**Work task:**
Would you please report how many lines of the listing contain "styled"? Reply with that number only.

========================================

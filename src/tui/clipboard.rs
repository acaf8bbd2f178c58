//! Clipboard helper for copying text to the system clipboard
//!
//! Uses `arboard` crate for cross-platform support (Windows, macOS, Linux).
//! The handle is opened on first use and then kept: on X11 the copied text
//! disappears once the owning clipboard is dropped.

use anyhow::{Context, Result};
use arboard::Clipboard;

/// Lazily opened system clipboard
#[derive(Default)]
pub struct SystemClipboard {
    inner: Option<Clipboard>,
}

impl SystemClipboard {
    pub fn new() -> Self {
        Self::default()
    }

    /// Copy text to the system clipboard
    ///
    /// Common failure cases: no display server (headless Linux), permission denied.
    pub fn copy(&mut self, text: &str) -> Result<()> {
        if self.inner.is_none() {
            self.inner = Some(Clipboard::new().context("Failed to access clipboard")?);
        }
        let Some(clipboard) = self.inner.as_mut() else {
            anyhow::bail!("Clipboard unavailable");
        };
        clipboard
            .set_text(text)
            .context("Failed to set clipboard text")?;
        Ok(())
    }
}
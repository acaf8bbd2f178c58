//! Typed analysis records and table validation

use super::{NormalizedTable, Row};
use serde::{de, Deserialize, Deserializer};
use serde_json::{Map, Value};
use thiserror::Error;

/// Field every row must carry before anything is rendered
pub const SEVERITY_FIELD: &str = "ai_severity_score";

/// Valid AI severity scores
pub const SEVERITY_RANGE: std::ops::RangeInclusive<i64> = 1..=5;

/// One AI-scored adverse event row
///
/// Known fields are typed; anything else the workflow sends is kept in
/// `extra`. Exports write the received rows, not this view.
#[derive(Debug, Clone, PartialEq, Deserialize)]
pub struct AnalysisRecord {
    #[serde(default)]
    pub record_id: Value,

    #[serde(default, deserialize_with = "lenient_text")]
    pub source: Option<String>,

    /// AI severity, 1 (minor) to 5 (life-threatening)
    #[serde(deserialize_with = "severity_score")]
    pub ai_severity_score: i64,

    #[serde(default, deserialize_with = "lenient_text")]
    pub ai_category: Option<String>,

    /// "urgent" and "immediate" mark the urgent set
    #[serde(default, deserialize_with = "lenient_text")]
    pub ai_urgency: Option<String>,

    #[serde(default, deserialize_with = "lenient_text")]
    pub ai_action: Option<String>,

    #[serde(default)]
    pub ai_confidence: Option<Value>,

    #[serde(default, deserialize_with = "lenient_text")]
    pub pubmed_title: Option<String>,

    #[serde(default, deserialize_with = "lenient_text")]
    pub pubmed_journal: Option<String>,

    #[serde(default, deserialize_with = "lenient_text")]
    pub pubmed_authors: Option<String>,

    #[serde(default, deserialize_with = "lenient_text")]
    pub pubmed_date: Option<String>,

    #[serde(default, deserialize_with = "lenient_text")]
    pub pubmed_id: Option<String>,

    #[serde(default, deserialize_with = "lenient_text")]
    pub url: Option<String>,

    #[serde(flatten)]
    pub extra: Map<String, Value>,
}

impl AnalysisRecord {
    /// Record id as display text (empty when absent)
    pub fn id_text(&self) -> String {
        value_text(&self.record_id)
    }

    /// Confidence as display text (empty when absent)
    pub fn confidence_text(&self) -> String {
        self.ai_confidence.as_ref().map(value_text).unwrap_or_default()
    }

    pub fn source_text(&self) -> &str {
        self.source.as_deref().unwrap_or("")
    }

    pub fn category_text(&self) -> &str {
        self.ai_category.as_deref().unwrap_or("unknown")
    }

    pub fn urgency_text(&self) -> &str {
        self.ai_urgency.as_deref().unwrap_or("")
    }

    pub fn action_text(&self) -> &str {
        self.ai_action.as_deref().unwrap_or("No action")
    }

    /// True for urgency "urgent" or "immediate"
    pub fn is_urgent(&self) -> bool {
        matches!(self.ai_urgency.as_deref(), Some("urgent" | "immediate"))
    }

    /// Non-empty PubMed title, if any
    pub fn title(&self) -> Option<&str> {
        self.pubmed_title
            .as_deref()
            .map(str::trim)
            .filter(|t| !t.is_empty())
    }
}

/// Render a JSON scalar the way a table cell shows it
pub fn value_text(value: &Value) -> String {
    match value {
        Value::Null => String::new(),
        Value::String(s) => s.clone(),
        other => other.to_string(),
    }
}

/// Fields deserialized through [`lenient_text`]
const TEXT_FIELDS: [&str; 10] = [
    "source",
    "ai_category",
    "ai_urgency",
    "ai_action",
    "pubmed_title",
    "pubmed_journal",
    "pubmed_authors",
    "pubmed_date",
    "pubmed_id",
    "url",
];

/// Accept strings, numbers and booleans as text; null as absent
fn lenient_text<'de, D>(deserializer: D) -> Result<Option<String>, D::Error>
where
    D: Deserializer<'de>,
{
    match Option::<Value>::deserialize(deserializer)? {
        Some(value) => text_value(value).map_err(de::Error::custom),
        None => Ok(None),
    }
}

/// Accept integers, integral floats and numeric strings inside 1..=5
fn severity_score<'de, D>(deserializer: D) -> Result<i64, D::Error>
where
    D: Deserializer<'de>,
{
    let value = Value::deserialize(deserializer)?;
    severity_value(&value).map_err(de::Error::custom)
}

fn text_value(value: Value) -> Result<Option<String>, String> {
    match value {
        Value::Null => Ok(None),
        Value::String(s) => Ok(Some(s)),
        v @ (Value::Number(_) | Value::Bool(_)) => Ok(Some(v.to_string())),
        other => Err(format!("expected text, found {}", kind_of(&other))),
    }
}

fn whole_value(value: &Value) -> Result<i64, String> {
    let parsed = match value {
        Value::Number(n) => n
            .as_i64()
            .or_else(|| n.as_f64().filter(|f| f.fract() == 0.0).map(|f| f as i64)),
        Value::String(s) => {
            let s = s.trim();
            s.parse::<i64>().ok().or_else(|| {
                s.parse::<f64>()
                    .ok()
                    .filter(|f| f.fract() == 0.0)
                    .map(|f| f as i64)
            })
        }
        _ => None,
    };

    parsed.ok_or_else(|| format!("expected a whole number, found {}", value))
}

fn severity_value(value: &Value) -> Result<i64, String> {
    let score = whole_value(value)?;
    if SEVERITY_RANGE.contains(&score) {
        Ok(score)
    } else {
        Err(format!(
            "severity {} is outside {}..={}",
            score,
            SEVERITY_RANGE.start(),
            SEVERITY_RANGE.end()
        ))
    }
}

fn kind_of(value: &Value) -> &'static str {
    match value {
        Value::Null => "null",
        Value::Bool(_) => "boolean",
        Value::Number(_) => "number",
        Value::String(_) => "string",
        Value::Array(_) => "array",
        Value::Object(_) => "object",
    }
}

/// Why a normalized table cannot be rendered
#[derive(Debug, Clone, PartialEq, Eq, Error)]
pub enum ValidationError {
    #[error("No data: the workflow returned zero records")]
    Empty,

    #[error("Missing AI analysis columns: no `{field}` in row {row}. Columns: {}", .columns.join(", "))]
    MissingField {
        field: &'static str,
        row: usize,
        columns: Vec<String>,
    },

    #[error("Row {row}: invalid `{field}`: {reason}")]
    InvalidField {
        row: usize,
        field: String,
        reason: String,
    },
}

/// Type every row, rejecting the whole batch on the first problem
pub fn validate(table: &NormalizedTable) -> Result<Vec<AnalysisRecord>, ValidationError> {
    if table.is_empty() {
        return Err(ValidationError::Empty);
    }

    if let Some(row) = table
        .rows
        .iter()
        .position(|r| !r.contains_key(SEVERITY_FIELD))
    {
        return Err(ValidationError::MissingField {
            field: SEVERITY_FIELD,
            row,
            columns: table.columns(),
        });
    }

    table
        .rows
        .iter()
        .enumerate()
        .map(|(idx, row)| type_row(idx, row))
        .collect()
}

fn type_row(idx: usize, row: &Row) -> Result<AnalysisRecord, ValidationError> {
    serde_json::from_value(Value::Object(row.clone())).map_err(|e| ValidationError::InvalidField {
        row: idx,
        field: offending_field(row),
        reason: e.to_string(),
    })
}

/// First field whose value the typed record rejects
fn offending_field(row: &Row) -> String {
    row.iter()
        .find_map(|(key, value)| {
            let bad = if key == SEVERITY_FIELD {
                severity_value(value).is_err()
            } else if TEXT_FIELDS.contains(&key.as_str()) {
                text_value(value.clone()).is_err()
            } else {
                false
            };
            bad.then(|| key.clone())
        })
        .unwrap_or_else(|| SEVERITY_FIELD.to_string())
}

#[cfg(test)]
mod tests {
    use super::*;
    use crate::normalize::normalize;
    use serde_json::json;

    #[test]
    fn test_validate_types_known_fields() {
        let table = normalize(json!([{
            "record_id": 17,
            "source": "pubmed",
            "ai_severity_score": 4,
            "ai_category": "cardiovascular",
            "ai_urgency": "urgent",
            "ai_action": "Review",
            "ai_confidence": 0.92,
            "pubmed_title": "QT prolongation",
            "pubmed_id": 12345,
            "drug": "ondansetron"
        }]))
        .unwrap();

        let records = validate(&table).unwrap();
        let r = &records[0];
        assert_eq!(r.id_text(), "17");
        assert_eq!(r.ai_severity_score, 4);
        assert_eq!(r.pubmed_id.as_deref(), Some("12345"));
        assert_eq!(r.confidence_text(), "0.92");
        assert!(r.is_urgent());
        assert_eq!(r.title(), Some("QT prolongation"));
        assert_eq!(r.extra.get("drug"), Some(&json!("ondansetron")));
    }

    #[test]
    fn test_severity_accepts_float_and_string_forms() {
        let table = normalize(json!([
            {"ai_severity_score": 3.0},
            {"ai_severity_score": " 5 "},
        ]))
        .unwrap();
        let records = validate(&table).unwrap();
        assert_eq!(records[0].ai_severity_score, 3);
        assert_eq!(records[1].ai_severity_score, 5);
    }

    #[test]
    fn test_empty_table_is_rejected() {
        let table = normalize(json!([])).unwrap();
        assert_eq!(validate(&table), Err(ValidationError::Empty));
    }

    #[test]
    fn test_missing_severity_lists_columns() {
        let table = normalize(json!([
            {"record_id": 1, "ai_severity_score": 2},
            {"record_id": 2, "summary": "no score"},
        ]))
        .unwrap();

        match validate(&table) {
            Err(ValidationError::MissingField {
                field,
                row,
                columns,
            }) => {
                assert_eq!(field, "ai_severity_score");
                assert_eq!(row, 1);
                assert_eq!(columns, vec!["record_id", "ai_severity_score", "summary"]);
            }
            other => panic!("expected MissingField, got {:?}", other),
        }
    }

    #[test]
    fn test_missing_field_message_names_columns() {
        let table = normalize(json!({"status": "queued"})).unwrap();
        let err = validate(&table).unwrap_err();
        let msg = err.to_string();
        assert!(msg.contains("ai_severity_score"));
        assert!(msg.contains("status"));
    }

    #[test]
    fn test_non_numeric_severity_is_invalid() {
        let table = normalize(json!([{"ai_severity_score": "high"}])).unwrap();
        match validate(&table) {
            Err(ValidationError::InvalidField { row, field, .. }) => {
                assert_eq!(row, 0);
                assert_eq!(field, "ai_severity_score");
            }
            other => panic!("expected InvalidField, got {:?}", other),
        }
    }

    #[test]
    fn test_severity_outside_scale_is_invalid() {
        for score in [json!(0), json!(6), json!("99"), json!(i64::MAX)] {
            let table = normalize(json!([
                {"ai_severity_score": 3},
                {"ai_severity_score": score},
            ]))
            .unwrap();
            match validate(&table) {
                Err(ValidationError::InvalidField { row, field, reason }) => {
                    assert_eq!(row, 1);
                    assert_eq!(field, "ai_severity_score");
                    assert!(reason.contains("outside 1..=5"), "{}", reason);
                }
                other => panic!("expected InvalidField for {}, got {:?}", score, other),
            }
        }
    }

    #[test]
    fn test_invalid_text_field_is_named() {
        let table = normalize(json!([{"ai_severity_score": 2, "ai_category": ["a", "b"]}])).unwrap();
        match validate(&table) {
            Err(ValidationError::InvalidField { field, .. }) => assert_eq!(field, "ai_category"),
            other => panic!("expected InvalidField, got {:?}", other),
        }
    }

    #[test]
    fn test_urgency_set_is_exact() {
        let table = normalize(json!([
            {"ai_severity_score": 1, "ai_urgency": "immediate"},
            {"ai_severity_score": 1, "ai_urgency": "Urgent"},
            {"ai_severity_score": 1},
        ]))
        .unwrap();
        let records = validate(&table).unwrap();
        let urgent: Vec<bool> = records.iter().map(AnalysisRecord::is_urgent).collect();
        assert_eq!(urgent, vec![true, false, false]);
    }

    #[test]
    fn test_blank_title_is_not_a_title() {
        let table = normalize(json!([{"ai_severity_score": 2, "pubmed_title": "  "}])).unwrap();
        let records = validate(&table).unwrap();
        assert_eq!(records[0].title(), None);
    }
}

========================================

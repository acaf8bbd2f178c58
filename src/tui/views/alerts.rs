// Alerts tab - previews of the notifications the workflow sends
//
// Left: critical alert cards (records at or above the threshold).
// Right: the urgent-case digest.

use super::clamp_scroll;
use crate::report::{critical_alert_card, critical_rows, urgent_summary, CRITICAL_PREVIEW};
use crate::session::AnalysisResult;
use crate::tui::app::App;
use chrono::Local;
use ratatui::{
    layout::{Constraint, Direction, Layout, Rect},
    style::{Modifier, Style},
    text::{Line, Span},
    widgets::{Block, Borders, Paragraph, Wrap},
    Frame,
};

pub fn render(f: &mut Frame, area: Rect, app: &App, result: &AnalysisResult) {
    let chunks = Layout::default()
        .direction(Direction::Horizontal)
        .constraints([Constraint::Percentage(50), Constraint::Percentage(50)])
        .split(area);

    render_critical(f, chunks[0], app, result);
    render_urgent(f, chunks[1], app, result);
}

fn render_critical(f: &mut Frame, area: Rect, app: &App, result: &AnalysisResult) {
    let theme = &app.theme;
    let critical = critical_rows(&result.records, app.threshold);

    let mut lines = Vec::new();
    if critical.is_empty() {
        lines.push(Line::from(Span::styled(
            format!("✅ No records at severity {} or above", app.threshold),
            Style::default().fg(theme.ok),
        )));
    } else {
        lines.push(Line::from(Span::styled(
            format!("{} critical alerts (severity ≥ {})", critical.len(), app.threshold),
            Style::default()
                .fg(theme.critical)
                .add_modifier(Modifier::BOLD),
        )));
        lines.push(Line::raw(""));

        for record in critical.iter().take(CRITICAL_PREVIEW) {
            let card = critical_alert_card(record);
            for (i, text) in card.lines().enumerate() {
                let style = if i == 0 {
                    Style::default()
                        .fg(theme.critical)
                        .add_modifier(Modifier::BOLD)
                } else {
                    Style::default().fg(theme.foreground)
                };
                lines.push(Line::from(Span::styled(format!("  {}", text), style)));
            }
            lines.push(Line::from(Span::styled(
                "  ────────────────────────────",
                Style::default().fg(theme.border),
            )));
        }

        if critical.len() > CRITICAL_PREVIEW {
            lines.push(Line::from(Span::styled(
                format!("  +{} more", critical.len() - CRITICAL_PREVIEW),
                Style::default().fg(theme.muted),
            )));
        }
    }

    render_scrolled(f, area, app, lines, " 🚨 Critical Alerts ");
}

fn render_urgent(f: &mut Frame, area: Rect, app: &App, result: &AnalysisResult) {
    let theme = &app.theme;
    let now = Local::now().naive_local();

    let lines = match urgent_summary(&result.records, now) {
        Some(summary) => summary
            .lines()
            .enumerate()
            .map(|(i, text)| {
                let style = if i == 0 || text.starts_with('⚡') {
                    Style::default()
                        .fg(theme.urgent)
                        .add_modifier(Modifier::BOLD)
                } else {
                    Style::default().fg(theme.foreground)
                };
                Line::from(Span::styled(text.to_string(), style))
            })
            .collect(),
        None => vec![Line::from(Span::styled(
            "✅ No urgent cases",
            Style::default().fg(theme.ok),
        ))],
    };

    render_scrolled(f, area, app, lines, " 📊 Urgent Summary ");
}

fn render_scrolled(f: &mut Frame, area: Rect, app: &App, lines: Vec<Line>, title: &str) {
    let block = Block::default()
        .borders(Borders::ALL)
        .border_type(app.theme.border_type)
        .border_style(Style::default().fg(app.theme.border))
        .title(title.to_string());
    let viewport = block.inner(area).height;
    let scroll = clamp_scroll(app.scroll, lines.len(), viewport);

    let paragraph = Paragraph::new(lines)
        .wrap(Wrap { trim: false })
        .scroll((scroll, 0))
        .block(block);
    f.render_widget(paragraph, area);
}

========================================

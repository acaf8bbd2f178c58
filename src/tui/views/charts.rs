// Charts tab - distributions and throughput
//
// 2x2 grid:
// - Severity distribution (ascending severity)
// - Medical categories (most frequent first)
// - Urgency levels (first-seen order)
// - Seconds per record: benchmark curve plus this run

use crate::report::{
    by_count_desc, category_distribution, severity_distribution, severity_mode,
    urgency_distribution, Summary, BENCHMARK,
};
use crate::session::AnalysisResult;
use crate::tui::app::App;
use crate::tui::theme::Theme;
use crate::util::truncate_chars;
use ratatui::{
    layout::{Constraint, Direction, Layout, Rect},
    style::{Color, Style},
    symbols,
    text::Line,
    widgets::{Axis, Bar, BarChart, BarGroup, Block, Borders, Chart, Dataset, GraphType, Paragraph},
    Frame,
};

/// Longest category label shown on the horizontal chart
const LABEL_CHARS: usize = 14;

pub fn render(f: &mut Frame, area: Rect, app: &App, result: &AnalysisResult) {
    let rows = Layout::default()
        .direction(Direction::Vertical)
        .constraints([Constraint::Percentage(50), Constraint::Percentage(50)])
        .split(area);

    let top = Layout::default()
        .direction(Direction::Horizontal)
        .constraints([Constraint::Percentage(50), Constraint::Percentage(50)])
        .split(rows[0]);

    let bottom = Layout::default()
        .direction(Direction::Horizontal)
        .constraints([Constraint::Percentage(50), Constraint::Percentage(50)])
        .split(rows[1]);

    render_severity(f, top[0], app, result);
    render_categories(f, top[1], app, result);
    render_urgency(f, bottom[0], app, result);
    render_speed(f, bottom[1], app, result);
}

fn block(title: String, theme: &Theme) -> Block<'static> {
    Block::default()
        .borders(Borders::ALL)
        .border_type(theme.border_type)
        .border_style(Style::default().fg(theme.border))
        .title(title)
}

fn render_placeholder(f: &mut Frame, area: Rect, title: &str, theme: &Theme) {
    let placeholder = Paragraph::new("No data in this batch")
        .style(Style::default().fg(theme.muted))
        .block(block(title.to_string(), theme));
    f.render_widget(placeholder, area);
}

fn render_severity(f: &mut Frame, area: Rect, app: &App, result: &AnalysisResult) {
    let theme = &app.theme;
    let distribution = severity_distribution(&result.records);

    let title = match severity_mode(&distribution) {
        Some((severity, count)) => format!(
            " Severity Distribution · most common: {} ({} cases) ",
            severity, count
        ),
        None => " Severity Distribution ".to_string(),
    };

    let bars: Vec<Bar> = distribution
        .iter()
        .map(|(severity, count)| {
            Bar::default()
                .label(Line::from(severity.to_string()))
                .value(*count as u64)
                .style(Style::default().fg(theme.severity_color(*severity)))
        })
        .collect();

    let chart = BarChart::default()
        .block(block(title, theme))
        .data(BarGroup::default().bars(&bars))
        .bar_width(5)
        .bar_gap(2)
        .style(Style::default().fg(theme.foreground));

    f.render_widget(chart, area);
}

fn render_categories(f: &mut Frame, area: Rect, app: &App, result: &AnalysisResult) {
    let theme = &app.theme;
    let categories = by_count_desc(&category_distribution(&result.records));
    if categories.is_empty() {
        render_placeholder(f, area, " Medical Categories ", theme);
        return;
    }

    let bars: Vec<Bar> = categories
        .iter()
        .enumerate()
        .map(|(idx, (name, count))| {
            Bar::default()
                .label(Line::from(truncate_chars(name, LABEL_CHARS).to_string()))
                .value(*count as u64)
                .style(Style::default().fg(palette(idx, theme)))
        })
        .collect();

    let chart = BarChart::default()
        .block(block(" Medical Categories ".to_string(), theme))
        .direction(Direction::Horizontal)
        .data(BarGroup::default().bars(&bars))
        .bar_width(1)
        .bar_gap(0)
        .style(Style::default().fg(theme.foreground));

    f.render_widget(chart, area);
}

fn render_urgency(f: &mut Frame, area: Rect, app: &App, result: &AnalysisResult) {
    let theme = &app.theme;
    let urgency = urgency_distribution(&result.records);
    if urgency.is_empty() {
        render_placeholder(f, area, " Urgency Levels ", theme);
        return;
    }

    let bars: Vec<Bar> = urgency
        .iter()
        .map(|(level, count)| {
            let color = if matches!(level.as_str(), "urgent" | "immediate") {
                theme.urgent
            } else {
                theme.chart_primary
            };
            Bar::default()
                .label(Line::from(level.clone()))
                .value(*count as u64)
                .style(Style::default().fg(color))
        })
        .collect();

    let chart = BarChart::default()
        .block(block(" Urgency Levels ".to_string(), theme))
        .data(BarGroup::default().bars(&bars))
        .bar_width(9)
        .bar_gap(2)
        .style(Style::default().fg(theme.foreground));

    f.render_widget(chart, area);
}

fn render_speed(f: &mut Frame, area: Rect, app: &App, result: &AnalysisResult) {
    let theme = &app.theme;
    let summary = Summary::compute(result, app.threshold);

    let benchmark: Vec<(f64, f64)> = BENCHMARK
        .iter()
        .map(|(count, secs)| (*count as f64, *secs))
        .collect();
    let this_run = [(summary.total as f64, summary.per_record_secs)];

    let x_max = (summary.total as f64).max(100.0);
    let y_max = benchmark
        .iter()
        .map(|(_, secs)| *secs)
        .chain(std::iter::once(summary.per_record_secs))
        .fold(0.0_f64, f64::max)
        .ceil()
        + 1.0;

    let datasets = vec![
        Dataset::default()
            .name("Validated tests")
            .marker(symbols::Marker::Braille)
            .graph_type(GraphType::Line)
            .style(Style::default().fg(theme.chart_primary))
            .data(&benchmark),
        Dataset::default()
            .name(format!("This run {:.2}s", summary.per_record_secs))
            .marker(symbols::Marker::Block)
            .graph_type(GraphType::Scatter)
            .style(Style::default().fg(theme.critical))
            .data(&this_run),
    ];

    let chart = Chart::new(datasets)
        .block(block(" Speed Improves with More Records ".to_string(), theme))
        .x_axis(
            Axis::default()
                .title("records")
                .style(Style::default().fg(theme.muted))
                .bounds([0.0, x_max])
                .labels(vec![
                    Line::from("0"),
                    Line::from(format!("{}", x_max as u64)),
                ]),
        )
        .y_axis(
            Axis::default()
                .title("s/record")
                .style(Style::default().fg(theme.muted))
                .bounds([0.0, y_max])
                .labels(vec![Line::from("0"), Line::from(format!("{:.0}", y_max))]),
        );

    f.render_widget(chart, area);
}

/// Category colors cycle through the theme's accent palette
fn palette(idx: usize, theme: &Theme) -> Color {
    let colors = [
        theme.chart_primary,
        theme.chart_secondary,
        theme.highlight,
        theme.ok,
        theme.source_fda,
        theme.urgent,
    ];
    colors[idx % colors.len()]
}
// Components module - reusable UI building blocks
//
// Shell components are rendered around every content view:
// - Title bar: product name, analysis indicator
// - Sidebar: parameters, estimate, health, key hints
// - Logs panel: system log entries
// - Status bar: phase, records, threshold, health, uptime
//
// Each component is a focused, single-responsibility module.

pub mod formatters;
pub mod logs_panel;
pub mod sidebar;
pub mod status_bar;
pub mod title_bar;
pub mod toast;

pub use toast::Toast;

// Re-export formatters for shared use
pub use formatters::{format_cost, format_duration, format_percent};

========================================

**Solution to this task:**
7